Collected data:
○ ○ ○ ○

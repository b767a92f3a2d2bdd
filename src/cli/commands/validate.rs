//! Validate config command implementation
//!
//! This module implements the `validate-config` command.

use crate::adapters::postgresql::client::redact_connection_string;
use crate::config::load_config;
use crate::core::state::ExportCursor;
use clap::Args;
use secrecy::ExposeSecret;

/// Arguments for the validate-config command
#[derive(Args, Debug)]
pub struct ValidateArgs {}

impl ValidateArgs {
    /// Execute the validate-config command
    pub async fn execute(&self, config_path: &str) -> anyhow::Result<i32> {
        tracing::info!(config_path = %config_path, "Validating configuration");

        println!("Validating configuration file: {config_path}");
        println!();

        // Loading validates as well
        let config = match load_config(config_path) {
            Ok(c) => c,
            Err(e) => {
                println!("Configuration is invalid");
                println!("   Error: {e}");
                return Ok(2); // Configuration error exit code
            }
        };

        let connection_string: &str = config.postgresql.connection_string.expose_secret().as_ref();

        println!("Configuration is valid");
        println!();
        println!("Configuration Summary:");
        println!("  Log Level: {}", config.application.log_level);
        println!("  APIX Host: {}", config.apix.host);
        println!("  APIX Database: {}", config.apix.database);
        println!(
            "  APIX User: {}",
            config.apix.username.as_deref().unwrap_or("(anonymous)")
        );
        println!("  PostgreSQL: {}", redact_connection_string(connection_string));
        println!("  Record Table: {}", config.postgresql.table);
        println!(
            "  Elasticsearch: {}/{}",
            config.elasticsearch.host, config.elasticsearch.index
        );
        println!("  Converter: {}", config.converter.url);
        println!("  Poll Interval: {}ms", config.export.poll_interval_ms);
        println!(
            "  Start Cursor: {}",
            ExportCursor::from_option(config.export.from).describe()
        );
        println!();
        Ok(0)
    }
}
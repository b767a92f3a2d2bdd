//! Human-readable status lines
//!
//! Operators follow the exporter through short free-text lines ("Completed export of 1
//! out of 1 document(s) ..."). They are not structured; structured events go through
//! `tracing` as usual.

use std::io::Write;

/// Receiver of status lines
pub trait StatusSink: Send + Sync {
    /// Emits one status line
    fn output(&self, line: &str);
}

/// Prints status lines to stdout and mirrors them to the log
#[derive(Debug, Default, Clone, Copy)]
pub struct ConsoleStatus;

impl StatusSink for ConsoleStatus {
    fn output(&self, line: &str) {
        let mut stdout = std::io::stdout().lock();
        // A closed stdout must not stop the exporter
        let _ = writeln!(stdout, "{line}");
        tracing::info!(target: "apix_export::status", "{line}");
    }
}
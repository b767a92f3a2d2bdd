//! APIX request model and URL construction

use crate::domain::{Collection, LegacyId};
use std::fmt;

/// HTTP verb of an APIX call
#[derive(Debug, Clone, Copy, PartialEq, Eq)]
pub enum ApixMethod {
    /// Create or update
    Put,
    /// Delete
    Delete,
}

impl fmt::Display for ApixMethod {
    fn fmt(&self, f: &mut fmt::Formatter<'_>) -> fmt::Result {
        match self {
            ApixMethod::Put => f.write_str("PUT"),
            ApixMethod::Delete => f.write_str("DELETE"),
        }
    }
}

/// One fully prepared APIX call
#[derive(Debug, Clone, PartialEq, Eq)]
pub struct ApixRequest {
    /// HTTP verb
    pub method: ApixMethod,

    /// Absolute URL
    pub url: String,

    /// MARCXML body for PUT, `None` for DELETE
    pub body: Option<String>,
}

impl ApixRequest {
    /// A PUT carrying converted record text
    pub fn put(url: String, body: String) -> Self {
        Self {
            method: ApixMethod::Put,
            url,
            body: Some(body),
        }
    }

    /// A body-less DELETE
    pub fn delete(url: String) -> Self {
        Self {
            method: ApixMethod::Delete,
            url,
            body: None,
        }
    }
}

/// URL scheme of one APIX catalog database
///
/// # Examples
///
/// ```
/// use apix_export::adapters::apix::ApixUrls;
///
/// let urls = ApixUrls::new("https://apix.example.org", "libris");
/// assert_eq!(urls.database_url(), "https://apix.example.org/apix/0.1/cat/libris");
/// assert_eq!(urls.new_holding("12345"), "https://apix.example.org/apix/0.1/cat/libris/bib/12345/newhold");
/// ```
#[derive(Debug, Clone, PartialEq, Eq)]
pub struct ApixUrls {
    database_url: String,
}

impl ApixUrls {
    /// Builds the scheme from the APIX host and database name
    pub fn new(host: &str, database: &str) -> Self {
        Self {
            database_url: format!("{}/apix/0.1/cat/{}", host.trim_end_matches('/'), database),
        }
    }

    /// `{host}/apix/0.1/cat/{database}`
    pub fn database_url(&self) -> &str {
        &self.database_url
    }

    /// URL of an existing legacy record, used for update and delete
    pub fn record(&self, legacy_id: &LegacyId) -> String {
        format!("{}{}", self.database_url, legacy_id.path())
    }

    /// URL for creating a new record in a collection
    pub fn new_record(&self, collection: &Collection) -> String {
        format!("{}/{}/new", self.database_url, collection)
    }

    /// URL for creating a new holding under an existing bib record
    pub fn new_holding(&self, short_bib_id: &str) -> String {
        format!("{}/bib/{}/newhold", self.database_url, short_bib_id)
    }
}
// apix-export - exports catalog changes to the legacy system through APIX
// Licensed under the MIT License

//! # apix-export
//!
//! Mirrors changes made in the linked-data catalog into the legacy MARC-based system
//! through its REST interface, APIX.
//!
//! ## Overview
//!
//! The exporter walks the record store in modification order:
//! - **Selecting** every record sharing the next modification instant after a cursor,
//!   and separately every record flagged by an earlier failed attempt
//! - **Exporting** each record as an APIX create, update or delete, after converting it
//!   to MARCXML
//! - **Committing** the outcome to the record's bookkeeping with a compare-and-set
//!   write that never touches the modification instant
//! - **Reindexing** the committed record in the search index
//!
//! Failed records are retried on every iteration until they go through.
//!
//! ## Architecture
//!
//! - [`cli`] - Command-line interface and argument parsing
//! - [`core`] - Export loop, batch selection, classification and bookkeeping
//! - [`adapters`] - APIX, PostgreSQL, Elasticsearch and the format converter
//! - [`domain`] - Records, identifiers and errors
//! - [`config`] - Configuration management
//! - [`logging`] - Structured logging and operator status lines
//!
//! ## Quick Start
//!
//! ```rust,no_run
//! use apix_export::config::load_config;
//! use apix_export::core::export::Exporter;
//! use apix_export::core::state::ExportCursor;
//! use apix_export::logging::ConsoleStatus;
//! use std::sync::Arc;
//! use tokio::sync::watch;
//!
//! #[tokio::main]
//! async fn main() -> Result<(), Box<dyn std::error::Error>> {
//!     let config = load_config("apix-export.toml")?;
//!     let (_stop, stop_signal) = watch::channel(false);
//!
//!     let exporter = Exporter::from_config(
//!         &config,
//!         ExportCursor::from_option(config.export.from),
//!         Arc::new(ConsoleStatus),
//!         stop_signal,
//!     )
//!     .await?;
//!
//!     let summary = exporter.run().await;
//!     println!("Exported {} record(s)", summary.successful_exports);
//!     Ok(())
//! }
//! ```
//!
//! ## Error Handling
//!
//! Library code returns [`domain::ExportError`]; only the binary converts to `anyhow`.

pub mod adapters;
pub mod cli;
pub mod config;
pub mod core;
pub mod domain;
pub mod logging;
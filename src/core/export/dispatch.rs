//! APIX dispatch of a single record
//!
//! Turns a classified record into an [`ApixRequest`], sends it and reports the control
//! number APIX assigned, if any.

use crate::adapters::apix::{ApixRequest, ApixUrls};
use crate::adapters::traits::{FormatConverter, LegacyEndpoint};
use crate::core::export::classify::ApixOperation;
use crate::domain::{ApixError, CatalogRecord, Collection, ControlNumber, ExportError, Result};

/// Builds the APIX call for a record
///
/// Returns `None` for a deleted record that never reached the legacy system, which
/// needs no call at all.
///
/// # Errors
///
/// Returns [`ExportError::Structure`] when the target URL cannot be derived (a holding
/// without its bib, a collection APIX does not know) and any converter error.
pub async fn prepare_request(
    urls: &ApixUrls,
    record: &CatalogRecord,
    operation: &ApixOperation,
    converter: &dyn FormatConverter,
) -> Result<Option<ApixRequest>> {
    match operation {
        ApixOperation::Delete(None) => Ok(None),
        ApixOperation::Delete(Some(legacy_id)) => {
            Ok(Some(ApixRequest::delete(urls.record(legacy_id))))
        }
        ApixOperation::Update(legacy_id) => {
            let body = converter.convert(record).await?;
            Ok(Some(ApixRequest::put(urls.record(legacy_id), body)))
        }
        ApixOperation::Create => {
            let url = create_url(urls, record)?;
            let body = converter.convert(record).await?;
            Ok(Some(ApixRequest::put(url, body)))
        }
    }
}

/// Target URL of a create; holdings are created under their bib record
fn create_url(urls: &ApixUrls, record: &CatalogRecord) -> Result<String> {
    match record.collection() {
        Collection::Hold => Ok(urls.new_holding(&record.holding_parent_bib_id()?)),
        collection if collection.is_legacy_type() => Ok(urls.new_record(&collection)),
        collection => Err(ExportError::Structure(format!(
            "Record {} belongs to collection '{}', which APIX does not know",
            record.id, collection
        ))),
    }
}

/// Exports one record to APIX
///
/// Returns the control number APIX assigned on a create, `None` otherwise.
///
/// # Errors
///
/// Returns any structural, conversion or APIX error. A create that APIX acknowledges
/// without a control number is an error too.
pub async fn export_record(
    urls: &ApixUrls,
    endpoint: &dyn LegacyEndpoint,
    converter: &dyn FormatConverter,
    record: &CatalogRecord,
    operation: &ApixOperation,
) -> Result<Option<ControlNumber>> {
    let Some(request) = prepare_request(urls, record, operation, converter).await? else {
        tracing::debug!(
            record_id = %record.id,
            "Deleted record was never exported, nothing to send"
        );
        return Ok(None);
    };

    let assigned = endpoint.execute(&request).await?;

    match operation {
        ApixOperation::Create => assigned
            .map(Some)
            .ok_or_else(|| ApixError::MissingLocation.into()),
        _ => Ok(None),
    }
}
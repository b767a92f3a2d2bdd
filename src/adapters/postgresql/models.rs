//! Row mapping for the record table

use crate::adapters::traits::{SelectedRecords, UnreadableRecord, VersionToken, Versioned};
use crate::domain::{CatalogRecord, Manifest, RecordId, Result, StoreError};
use chrono::{DateTime, Utc};
use serde_json::Value;
use tokio_postgres::Row;

/// Converts the rows of a selection, setting aside the ones that cannot be decoded
///
/// Only a row without a usable `id` or `modified` fails the whole selection.
pub fn selected_from_rows(rows: &[Row]) -> Result<SelectedRecords> {
    let mut selected = SelectedRecords::default();

    for row in rows {
        let (id, modified) = row_key(row)?;
        match record_from_row(row) {
            Ok(record) => selected.records.push(record),
            Err(error) => {
                tracing::warn!(record_id = %id, error = %error, "Selected row cannot be decoded");
                selected.unreadable.push(UnreadableRecord {
                    id,
                    modified,
                    error,
                });
            }
        }
    }

    Ok(selected)
}

/// Converts a `SELECT id, data, manifest, modified, deleted` row into a record
pub fn record_from_row(row: &Row) -> Result<CatalogRecord> {
    let (id, modified) = row_key(row)?;
    let data: Value = column(row, "data")?;
    let manifest: Value = column(row, "manifest")?;
    let deleted: bool = column(row, "deleted")?;

    let manifest: Manifest = serde_json::from_value(manifest).map_err(|e| {
        StoreError::InvalidRow(format!("Invalid manifest for record {id}: {e}"))
    })?;

    Ok(CatalogRecord {
        id,
        data,
        manifest,
        modified,
        deleted,
    })
}

/// Converts a row from the load query, which also carries `version`
pub fn versioned_record_from_row(row: &Row) -> Result<Versioned<CatalogRecord>> {
    let version: String = column(row, "version")?;
    Ok(Versioned {
        value: record_from_row(row)?,
        version: VersionToken::new(version),
    })
}

fn row_key(row: &Row) -> Result<(RecordId, DateTime<Utc>)> {
    let id: String = column(row, "id")?;
    let modified: DateTime<Utc> = column(row, "modified")?;
    let id = RecordId::new(id).map_err(StoreError::InvalidRow)?;
    Ok((id, modified))
}

fn column<'a, T>(row: &'a Row, name: &str) -> Result<T>
where
    T: tokio_postgres::types::FromSql<'a>,
{
    row.try_get(name)
        .map_err(|e| StoreError::InvalidRow(format!("Column '{name}': {e}")).into())
}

○ ○ ○ ○

TASK REQUIREMENTS | Number of lines above that include "changes": state it and nothing else.

FINISHED TASK | 2